These are the key concepts you need to understand to accurately answer the question.

Understanding Equilibrium Constants
Equilibrium constants are fundamental to the study of chemical reactions and chemistry itself. They give us a measure of the extent to which a chemical reaction occurs and, ultimately, when a system reaches a state of balance between reactants and products.

When a chemical reaction is reversible, reaching a point where the rate of the forward reaction equals the rate of the reverse reaction, it's said to be at equilibrium. The equilibrium constant, represented as Keq, is the ratio of product concentrations to reactant concentrations at this point, each raised to the power of their respective coefficients from the balanced equation.
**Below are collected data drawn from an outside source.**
//! Simulation kernel: event queue, ready queue and the delta-cycle loop.
//!
//! [`Simulator`] is the explicit simulation context. Signals, views, buses
//! and processes are all created through it, and [`Simulator::run`] drives
//! the processes until the design is quiescent, a process requests
//! [`Suspend::Stop`], or the time limit is reached.
//!
//! Each delta cycle runs every ready process to its next suspension, then
//! commits all pending writes at once. Waiters released by the commit run
//! in the following delta cycle. When nothing is ready, time advances to the
//! earliest scheduled wake-up.

use std::cmp::Reverse;
use std::collections::{BinaryHeap, VecDeque};

use strata_common::Value;
use strata_ir::{Arena, ProcessId, SignalId};

use crate::error::SimError;
use crate::process::{
    self, Process, ProcessContext, ProcessKind, ProcessState, ResetSpec, Suspend, WaitCondition,
};
use crate::signal::{Edge, SignalState, SignalTable, WaitKind, Waiter};
use crate::time::SimTime;
use crate::view::{ConcatPart, ConcatView, SignalSink, SignalSource, SliceView, TristateBus};
use crate::waveform::{WaveformRecorder, INT_DUMP_WIDTH};
use crate::SimConfig;

/// A process wake-up scheduled in the event queue.
///
/// Ordered by time, then by scheduling order.
#[derive(Debug, Clone, Copy, PartialEq, Eq, PartialOrd, Ord)]
struct ScheduledWake {
    time: u64,
    seq: u64,
    process: ProcessId,
    epoch: u64,
}

/// A spawned process with its scheduling state.
struct ProcessEntry {
    name: String,
    kind: ProcessKind,
    state: ProcessState,
    /// Incremented on every suspension; stale wake-ups carry an older epoch.
    epoch: u64,
    routine: Option<Box<dyn Process>>,
    done_waiters: Vec<(ProcessId, u64)>,
}

/// The result of a completed simulation run.
#[derive(Debug, Clone, PartialEq, Eq)]
pub struct SimResult {
    /// The simulation time when the run ended.
    pub final_time: SimTime,
    /// Whether a process ended the run with [`Suspend::Stop`].
    pub stopped_by_user: bool,
    /// The total number of delta cycles executed so far.
    pub total_deltas: u64,
    /// Display output collected during this run.
    pub display_output: Vec<String>,
    /// Initial processes left waiting at quiescence, when stalls are not errors.
    pub stalled: Vec<String>,
}

/// The discrete-event simulation context.
pub struct Simulator {
    now: SimTime,
    signals: SignalTable,
    processes: Arena<ProcessId, ProcessEntry>,
    ready: VecDeque<ProcessId>,
    events: BinaryHeap<Reverse<ScheduledWake>>,
    seq: u64,
    config: SimConfig,
    recorder: Option<Box<dyn WaveformRecorder>>,
    /// Signals announced to the recorder; `None` until its header is written.
    traced: Option<usize>,
    stopped: bool,
    display_output: Vec<String>,
    total_deltas: u64,
}

impl Default for Simulator {
    fn default() -> Self {
        Self::new()
    }
}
Calculating Equilibrium Constants

Consider a generic reaction where aA + bB ⇌ cC + dD; the equilibrium constant (Keq) can be expressed as follows: \[ K_{eq} = \frac{[C]^c[D]^d}{[A]^a[B]^b} \]
where [A], [B], [C], and [D] are the molar concentrations of the reactants and products at equilibrium.
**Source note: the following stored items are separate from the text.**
//! Delta-cycle discrete-event simulator for Strata hardware descriptions.
//!
//! This crate implements the simulation core: bit-accurate signals with
//! pending-write commit semantics, slice, concatenation and tristate views
//! over them, and processes written as resumable state machines that
//! suspend on delays, edges, value changes or other processes.
//!
//! # Architecture
//!
//! A [`Simulator`] owns the [`SignalTable`], the processes and the event
//! queue. Every delta cycle runs each ready process to its next
//! suspension, then commits all pending writes atomically and releases the
//! waiters whose conditions fired. Waiters run in the next delta cycle.
//! Multiple writers to the same bits, or overlapping slice writes, within
//! one delta are a [`SimError::WriteConflict`].
//!
//! # Usage
//!
//! ```ignore
//! use strata_sim::{simulate, ProcessContext, ProcessKind, SimConfig, Simulator, Suspend};
//!
//! let mut sim = Simulator::new();
//! let led = sim.signal("led", false)?;
//! sim.spawn("bench", ProcessKind::Initial, move |cx: &mut ProcessContext<'_>| {
//!     cx.write(&led, true)?;
//!     Ok(Suspend::Done)
//! });
//! let result = simulate(&mut sim, &SimConfig::default())?;
//! println!("Simulation ended at {}", result.final_time);
//! ```
//!
//! # Modules
//!
//! - `error`: Simulation error types
//! - `time`: Tick plus delta-cycle time
//! - `signal`: Signal storage, pending writes and tristate resolution
//! - `view`: Slice, concatenation and tristate bus views
//! - `process`: Process trait, wait conditions and process helpers
//! - `waveform`: Waveform recording (VCD format)
//! - `kernel`: Simulation kernel with event queue and delta-cycle loop

#![warn(missing_docs)]

pub mod error;
pub mod kernel;
pub mod process;
pub mod signal;
pub mod time;
pub mod view;
pub mod waveform;

use std::fs::File;
use std::io::BufWriter;
use std::path::PathBuf;

use strata_config::RunConfig;

pub use error::SimError;
pub use kernel::{SimResult, Simulator};
pub use process::{
    always_comb, always_seq, assign, Process, ProcessContext, ProcessKind, ProcessState,
    ResetSpec, Suspend, WaitCondition,
};
pub use signal::{resolve_tristate, BusState, Edge, SignalState, SignalTable, Writer};
pub use time::SimTime;
pub use view::{ConcatPart, ConcatView, SignalSink, SignalSource, SliceView, TristateBus};
pub use waveform::{VcdRecorder, WaveformRecorder};

/// Configuration for a simulation run.
///
/// Controls time limits, delta-cycle limits, the stall policy and waveform output.
#[derive(Debug, Clone, PartialEq, Eq)]
pub struct SimConfig {
    /// Optional simulation time limit in ticks.
    /// If `None`, simulation runs until quiescence or a stop request.
    pub time_limit: Option<u64>,
    /// Maximum delta cycles within a single time step.
    pub max_deltas: u32,
    /// Whether initial processes left waiting at quiescence abort the run.
    pub stall_is_error: bool,
    /// Whether to record waveform data. Ignored if `waveform_path` is `None`.
    pub record_waveform: bool,
    /// Optional path for waveform output.
    pub waveform_path: Option<PathBuf>,
    /// Name of the top-level waveform scope.
    pub waveform_scope: String,
    /// Timescale declared in the waveform header.
    pub timescale: String,
}

impl Default for SimConfig {
    fn default() -> Self {
        Self {
            time_limit: None,
            max_deltas: 10_000,
            stall_is_error: true,
            record_waveform: false,
            waveform_path: None,
            waveform_scope: "top".to_string(),
            timescale: "1ns".to_string(),
        }
    }
}

impl From<&RunConfig> for SimConfig {
    fn from(config: &RunConfig) -> Self {
        Self {
            time_limit: config.simulation.time_limit,
            max_deltas: config.simulation.max_deltas,
            stall_is_error: config.simulation.stall_is_error,
            record_waveform: config.waveform.enabled,
            waveform_path: config.waveform.path.clone(),
            waveform_scope: config.waveform.scope.clone(),
            timescale: config.waveform.timescale.to_string(),
        }
    }
}

/// High-level entry point: runs a prepared simulator under a configuration.
///
/// Applies `config` to the simulator, optionally attaches a VCD recorder
/// writing to `config.waveform_path`, and runs to completion.
pub fn simulate(sim: &mut Simulator, config: &SimConfig) -> Result<SimResult, SimError> {
    sim.set_config(config.clone());

    if config.record_waveform {
        if let Some(path) = &config.waveform_path {
            let file = File::create(path)?;
            let writer = BufWriter::new(file);
            let recorder = VcdRecorder::with_timescale(writer, config.timescale.clone());
            sim.set_recorder(Box::new(recorder));
        }
    }

    sim.run()
}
In the context of the exercise, the equilibrium constant helps students determine the feasibility of different ions coexisting in a solution. For instance, understanding how the different values of Keq for ammonia and ammonium chloride impact the pH can demonstrate why certain combinations of chemicals in a solution may not be practically viable.
pH Calculation Made Simple
pH is a scale used to specify the acidity or basicity of an aqueous solution. In chemistry, pH calculation is a vital skill as it helps determine the hydrogen ion concentration ([H+]) in a solution, influencing the chemical behavior within that solution.

The pH scale typically ranges from 0 to 14, with 7 being neutral. A pH less than 7 indicates acidity, while a value greater than 7 indicates basicity. The pH is calculated using the following equation: \[ pH = -\log[H^+] \]
One key application of pH is in buffer solutions, which resist changes in pH upon the addition of an acid or base. In the textbook exercise, when students are asked to determine if certain solutions can coexist at a specific pH, they are being challenged to apply their understanding of pH in predicting the behavior of weak acids/bases and their conjugate pairs, which is crucial for creating buffer solutions.
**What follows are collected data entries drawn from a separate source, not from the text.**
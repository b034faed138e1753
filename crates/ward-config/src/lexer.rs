//! Lexical analysis for ward config files, using logos.
//!
//! Comments run from `#` to end of line. String literals support `\"` and
//! `\\` escapes.

use std::fmt;

use logos::Logos;

use crate::ConfigError;

/// A config-file token.
#[derive(Logos, Debug, Clone, PartialEq)]
#[logos(skip r"[ \t\r\n]+")]
#[logos(skip r"#[^\n]*")]
pub enum Token {
    /// Keyword `implicit`
    #[token("implicit")]
    Implicit,
    /// Keyword `enforce`
    #[token("enforce")]
    Enforce,

    #[token("->")]
    Arrow,
    #[token(";")]
    Semi,
    #[token(",")]
    Comma,
    #[token("!")]
    Bang,
    #[token("&")]
    Amp,
    #[token("|")]
    Pipe,
    #[token("(")]
    LParen,
    #[token(")")]
    RParen,

    #[regex(r"[A-Za-z_][A-Za-z0-9_]*", |lex| lex.slice().to_string())]
    Ident(String),

    #[regex(r#""([^"\\\n]|\\.)*""#, |lex| unescape(lex.slice()))]
    Str(String),
}

impl fmt::Display for Token {
    fn fmt(&self, f: &mut fmt::Formatter<'_>) -> fmt::Result {
        match self {
            Token::Implicit => f.write_str("'implicit'"),
            Token::Enforce => f.write_str("'enforce'"),
            Token::Arrow => f.write_str("'->'"),
            Token::Semi => f.write_str("';'"),
            Token::Comma => f.write_str("','"),
            Token::Bang => f.write_str("'!'"),
            Token::Amp => f.write_str("'&'"),
            Token::Pipe => f.write_str("'|'"),
            Token::LParen => f.write_str("'('"),
            Token::RParen => f.write_str("')'"),
            Token::Ident(name) => write!(f, "identifier '{name}'"),
            Token::Str(_) => f.write_str("string literal"),
        }
    }
}

/// Strip the surrounding quotes and resolve escapes.
fn unescape(slice: &str) -> String {
    let inner = &slice[1..slice.len() - 1];
    let mut out = String::with_capacity(inner.len());
    let mut chars = inner.chars();
    while let Some(c) = chars.next() {
        if c == '\\' {
            match chars.next() {
                Some('n') => out.push('\n'),
                Some('t') => out.push('\t'),
                Some(other) => out.push(other),
                None => {}
            }
        } else {
            out.push(c);
        }
    }
    out
}

/// A token together with the 1-based source line it starts on.
#[derive(Debug, Clone, PartialEq)]
pub struct SpannedToken {
    pub token: Token,
    pub line: u32,
}

/// Tokenize a whole config file.
pub fn lex(source: &str) -> Result<Vec<SpannedToken>, ConfigError> {
    let mut tokens = Vec::new();
    let mut lexer = Token::lexer(source);
    while let Some(result) = lexer.next() {
        let line = line_of(source, lexer.span().start);
        match result {
            Ok(token) => tokens.push(SpannedToken { token, line }),
            Err(()) => {
                return Err(ConfigError::Lex {
                    line,
                    text: lexer.slice().to_string(),
                })
            }
        }
    }
    Ok(tokens)
}

fn line_of(source: &str, offset: usize) -> u32 {
    source[..offset].bytes().filter(|&b| b == b'\n').count() as u32 + 1
}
An example from the exercise shows a scenario where ammonia and ammonium have an equal concentration, but due to the pKb of ammonia, the resulting pH would not match the expected value. This discrepancy is something students need to recognize and understand through pH calculations.
The Role of Buffer Solutions
Buffer solutions are an extraordinary concept in chemistry, serving as a cloak of stability against pH changes in a solution. They are particularly made up of a mixture of a weak acid and its conjugate base, or a weak base and its conjugate acid. This pairing allows the solution to 'buffer' against substantial alterations in pH when small amounts of an acid or base are added.

How Buffers Work

Here's a simplified view: when you add an acid to a buffer, the conjugate base present in the buffer neutralizes the added H+ ions. Conversely, if a base is added, the weak acid in the buffer neutralizes the OH- ions.

The capacity of a buffer to maintain pH is governed by the Henderson-Hasselbalch equation: \[ pH = pKa + \log \left( \frac{[A^-]}{[HA]} \right) \]
where pKa is the acid dissociation constant, and [A-] and [HA] are the concentrations of the conjugate base and weak acid, respectively. In the textbook exercise provided, part (e) is a classical example of a buffer system where benzoic acid and its salt sodium benzoate are in equal concentrations, demonstrating the potential to maintain a stable pH of 4.20, which showcases the buffering action.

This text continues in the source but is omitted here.